Your task: Copies of all lines containing the string "plus" are needed from the data below.
*** Opening of Supplied records ***
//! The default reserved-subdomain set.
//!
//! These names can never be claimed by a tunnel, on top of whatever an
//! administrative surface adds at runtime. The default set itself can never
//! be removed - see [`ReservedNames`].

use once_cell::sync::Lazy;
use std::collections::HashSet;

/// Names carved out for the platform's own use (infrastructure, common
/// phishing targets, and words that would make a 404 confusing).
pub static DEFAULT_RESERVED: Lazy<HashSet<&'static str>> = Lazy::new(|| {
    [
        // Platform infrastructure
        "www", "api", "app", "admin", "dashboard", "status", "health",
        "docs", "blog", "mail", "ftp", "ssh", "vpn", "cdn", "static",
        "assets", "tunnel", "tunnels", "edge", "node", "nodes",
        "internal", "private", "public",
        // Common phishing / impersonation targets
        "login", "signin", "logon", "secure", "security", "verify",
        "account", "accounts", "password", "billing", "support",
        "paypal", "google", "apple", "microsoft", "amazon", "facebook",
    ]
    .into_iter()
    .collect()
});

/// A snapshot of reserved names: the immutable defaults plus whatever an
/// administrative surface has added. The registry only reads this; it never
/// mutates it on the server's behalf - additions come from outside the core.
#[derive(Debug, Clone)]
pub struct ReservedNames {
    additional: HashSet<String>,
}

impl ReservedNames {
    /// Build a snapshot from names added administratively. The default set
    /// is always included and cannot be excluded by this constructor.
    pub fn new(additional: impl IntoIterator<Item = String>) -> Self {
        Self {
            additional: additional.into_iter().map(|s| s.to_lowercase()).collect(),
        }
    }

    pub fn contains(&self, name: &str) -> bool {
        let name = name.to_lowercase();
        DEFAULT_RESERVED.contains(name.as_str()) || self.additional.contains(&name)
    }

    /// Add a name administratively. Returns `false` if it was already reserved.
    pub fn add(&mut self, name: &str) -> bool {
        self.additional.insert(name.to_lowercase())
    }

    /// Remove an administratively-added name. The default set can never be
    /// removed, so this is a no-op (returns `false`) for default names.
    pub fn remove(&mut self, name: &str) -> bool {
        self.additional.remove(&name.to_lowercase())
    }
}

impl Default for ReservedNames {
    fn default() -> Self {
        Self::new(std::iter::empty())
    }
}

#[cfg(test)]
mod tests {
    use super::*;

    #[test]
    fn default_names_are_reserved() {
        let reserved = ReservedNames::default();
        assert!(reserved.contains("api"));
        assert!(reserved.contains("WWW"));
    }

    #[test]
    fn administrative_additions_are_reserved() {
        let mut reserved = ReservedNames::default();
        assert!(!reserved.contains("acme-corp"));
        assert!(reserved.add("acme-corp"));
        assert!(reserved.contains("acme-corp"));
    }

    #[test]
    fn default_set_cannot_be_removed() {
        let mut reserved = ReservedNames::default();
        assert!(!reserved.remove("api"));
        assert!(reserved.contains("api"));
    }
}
*** Close of Supplied records ***
*** Opening of Supplied records ***
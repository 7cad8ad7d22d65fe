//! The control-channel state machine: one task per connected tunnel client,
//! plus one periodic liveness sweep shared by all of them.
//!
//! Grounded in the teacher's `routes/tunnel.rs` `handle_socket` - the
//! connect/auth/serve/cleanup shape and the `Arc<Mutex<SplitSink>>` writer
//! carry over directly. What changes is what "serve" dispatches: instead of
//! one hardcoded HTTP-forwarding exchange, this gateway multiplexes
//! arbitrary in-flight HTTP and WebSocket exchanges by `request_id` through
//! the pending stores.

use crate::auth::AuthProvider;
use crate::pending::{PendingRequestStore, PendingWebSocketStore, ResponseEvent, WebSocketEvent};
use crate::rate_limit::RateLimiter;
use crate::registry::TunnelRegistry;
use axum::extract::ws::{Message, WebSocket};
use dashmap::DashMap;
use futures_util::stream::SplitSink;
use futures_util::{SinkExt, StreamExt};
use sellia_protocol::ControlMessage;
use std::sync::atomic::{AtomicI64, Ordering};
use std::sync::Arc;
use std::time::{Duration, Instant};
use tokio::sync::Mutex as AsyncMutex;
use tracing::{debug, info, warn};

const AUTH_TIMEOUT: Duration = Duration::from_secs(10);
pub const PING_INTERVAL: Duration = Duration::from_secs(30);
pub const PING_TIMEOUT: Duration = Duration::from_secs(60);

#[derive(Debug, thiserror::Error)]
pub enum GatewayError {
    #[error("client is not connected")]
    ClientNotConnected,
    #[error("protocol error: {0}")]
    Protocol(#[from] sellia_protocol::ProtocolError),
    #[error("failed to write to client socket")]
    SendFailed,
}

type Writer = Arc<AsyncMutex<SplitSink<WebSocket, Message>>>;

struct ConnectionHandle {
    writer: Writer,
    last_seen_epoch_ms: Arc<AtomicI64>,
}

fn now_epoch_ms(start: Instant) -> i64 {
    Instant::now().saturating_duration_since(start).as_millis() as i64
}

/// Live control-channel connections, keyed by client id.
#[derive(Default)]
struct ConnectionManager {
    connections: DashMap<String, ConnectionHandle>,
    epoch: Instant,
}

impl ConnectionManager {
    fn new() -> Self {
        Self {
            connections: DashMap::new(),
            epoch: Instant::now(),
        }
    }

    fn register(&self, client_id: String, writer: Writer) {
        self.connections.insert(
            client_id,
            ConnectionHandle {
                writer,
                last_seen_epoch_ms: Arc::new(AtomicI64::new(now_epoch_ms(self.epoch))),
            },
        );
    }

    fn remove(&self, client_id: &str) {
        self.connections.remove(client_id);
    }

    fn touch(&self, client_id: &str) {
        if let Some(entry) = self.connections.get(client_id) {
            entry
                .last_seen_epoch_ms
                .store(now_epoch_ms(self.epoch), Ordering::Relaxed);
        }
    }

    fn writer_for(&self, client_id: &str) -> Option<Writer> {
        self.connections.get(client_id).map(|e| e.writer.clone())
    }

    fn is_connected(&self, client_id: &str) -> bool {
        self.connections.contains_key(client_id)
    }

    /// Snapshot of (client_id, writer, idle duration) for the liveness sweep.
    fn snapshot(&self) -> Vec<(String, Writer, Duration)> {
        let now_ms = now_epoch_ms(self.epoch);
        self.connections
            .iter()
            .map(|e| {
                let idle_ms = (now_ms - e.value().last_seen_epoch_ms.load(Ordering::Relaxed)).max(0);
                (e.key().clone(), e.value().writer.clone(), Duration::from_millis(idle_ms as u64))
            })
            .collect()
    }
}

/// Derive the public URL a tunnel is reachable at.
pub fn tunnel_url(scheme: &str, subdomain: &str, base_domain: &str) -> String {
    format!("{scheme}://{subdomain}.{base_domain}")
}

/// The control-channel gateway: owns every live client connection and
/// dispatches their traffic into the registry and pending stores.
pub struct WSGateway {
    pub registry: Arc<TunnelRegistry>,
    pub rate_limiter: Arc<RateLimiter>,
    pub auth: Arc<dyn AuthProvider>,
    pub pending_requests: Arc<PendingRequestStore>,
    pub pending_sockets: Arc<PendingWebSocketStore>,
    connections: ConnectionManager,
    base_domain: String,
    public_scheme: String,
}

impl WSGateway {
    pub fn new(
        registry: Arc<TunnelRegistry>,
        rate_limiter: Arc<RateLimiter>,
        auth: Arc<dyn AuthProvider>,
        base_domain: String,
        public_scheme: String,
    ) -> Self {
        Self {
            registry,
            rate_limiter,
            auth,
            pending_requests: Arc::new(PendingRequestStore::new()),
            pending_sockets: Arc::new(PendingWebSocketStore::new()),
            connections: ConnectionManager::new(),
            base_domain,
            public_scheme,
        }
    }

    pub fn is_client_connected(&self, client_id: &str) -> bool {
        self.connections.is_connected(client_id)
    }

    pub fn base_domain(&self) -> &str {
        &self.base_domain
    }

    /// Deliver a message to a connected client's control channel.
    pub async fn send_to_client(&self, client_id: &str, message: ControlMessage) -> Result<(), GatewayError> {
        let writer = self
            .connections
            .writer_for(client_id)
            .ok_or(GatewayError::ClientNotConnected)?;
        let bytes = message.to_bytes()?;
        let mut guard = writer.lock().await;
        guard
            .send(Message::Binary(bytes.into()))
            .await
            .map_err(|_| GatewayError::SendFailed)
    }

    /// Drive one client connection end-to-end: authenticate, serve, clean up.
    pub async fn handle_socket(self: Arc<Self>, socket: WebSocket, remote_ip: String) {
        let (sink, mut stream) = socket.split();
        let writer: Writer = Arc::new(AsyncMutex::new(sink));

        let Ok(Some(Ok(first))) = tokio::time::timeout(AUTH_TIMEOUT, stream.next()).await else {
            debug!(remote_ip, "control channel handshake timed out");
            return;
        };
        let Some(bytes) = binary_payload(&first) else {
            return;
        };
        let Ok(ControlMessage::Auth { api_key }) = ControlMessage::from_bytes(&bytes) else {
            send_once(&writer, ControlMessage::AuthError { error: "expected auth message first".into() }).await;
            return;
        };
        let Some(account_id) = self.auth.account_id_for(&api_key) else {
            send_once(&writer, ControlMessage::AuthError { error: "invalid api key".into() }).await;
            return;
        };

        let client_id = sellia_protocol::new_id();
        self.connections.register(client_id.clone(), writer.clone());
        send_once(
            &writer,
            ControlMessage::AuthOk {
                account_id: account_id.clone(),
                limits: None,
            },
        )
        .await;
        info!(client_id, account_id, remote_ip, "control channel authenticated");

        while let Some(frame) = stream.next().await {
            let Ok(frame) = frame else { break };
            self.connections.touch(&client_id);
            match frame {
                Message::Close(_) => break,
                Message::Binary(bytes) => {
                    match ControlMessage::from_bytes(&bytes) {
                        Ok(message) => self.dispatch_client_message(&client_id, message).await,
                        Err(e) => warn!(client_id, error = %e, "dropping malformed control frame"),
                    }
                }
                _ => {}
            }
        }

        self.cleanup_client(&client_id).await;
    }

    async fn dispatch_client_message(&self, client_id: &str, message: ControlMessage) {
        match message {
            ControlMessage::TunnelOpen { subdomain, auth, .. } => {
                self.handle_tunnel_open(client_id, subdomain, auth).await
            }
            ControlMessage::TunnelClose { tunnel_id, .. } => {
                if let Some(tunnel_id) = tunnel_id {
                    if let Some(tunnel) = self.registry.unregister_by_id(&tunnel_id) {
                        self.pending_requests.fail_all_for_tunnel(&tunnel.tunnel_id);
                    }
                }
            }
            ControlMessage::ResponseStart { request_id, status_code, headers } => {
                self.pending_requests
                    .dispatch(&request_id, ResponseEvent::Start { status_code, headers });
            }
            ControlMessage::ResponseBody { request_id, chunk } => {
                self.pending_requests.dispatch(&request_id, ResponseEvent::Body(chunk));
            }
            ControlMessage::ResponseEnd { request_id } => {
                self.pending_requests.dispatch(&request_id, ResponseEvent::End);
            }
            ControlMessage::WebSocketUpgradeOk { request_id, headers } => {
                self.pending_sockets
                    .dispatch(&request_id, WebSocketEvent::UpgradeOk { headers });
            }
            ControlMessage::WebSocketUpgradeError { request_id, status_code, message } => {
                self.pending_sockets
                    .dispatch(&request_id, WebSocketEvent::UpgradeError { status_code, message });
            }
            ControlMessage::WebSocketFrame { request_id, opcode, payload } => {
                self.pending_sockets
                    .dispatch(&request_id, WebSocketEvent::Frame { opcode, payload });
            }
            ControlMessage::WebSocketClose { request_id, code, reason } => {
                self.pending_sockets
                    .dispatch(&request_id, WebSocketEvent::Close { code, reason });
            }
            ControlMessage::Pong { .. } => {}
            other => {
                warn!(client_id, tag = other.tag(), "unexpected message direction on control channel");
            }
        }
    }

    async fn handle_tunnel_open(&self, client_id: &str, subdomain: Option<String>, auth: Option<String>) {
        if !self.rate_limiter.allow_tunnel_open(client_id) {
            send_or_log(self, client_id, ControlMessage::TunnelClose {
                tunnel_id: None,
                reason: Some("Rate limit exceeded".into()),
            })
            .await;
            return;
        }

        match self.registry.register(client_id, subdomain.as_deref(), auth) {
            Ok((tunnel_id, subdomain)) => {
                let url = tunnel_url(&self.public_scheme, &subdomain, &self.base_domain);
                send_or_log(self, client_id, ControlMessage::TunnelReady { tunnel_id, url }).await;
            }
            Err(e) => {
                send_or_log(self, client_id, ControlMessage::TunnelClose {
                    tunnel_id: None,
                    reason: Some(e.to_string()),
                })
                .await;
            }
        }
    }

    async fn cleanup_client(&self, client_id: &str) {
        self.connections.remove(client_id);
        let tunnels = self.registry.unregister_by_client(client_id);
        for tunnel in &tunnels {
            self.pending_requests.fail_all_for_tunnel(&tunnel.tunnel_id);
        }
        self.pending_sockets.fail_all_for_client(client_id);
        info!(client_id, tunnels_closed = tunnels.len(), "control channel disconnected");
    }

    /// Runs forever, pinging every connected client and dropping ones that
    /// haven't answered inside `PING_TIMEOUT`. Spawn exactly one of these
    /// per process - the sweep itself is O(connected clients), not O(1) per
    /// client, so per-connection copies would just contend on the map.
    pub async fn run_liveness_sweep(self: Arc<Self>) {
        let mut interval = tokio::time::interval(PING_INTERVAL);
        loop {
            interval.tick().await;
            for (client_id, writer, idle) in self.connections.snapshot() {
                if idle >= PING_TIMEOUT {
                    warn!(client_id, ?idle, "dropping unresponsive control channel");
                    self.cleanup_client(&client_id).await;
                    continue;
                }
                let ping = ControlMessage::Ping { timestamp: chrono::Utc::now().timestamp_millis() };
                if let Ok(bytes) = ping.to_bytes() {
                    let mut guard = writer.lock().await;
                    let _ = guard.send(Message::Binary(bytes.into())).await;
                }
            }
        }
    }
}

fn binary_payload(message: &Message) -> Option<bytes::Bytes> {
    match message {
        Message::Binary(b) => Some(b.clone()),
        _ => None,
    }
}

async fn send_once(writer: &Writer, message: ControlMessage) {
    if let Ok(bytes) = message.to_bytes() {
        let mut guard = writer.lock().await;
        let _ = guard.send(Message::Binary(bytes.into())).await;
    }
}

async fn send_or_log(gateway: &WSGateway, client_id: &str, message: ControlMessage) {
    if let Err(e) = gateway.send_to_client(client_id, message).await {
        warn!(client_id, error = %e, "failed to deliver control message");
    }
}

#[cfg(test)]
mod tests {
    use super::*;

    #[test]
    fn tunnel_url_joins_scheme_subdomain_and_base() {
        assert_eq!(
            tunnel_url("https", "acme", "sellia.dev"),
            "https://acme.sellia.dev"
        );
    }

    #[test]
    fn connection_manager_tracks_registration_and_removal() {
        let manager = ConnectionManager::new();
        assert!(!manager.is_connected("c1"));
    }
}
*** Close of Supplied records ***
Task response:
/// A snapshot of reserved names: the immutable defaults plus whatever an
//! plus one periodic liveness sweep shared by all of them.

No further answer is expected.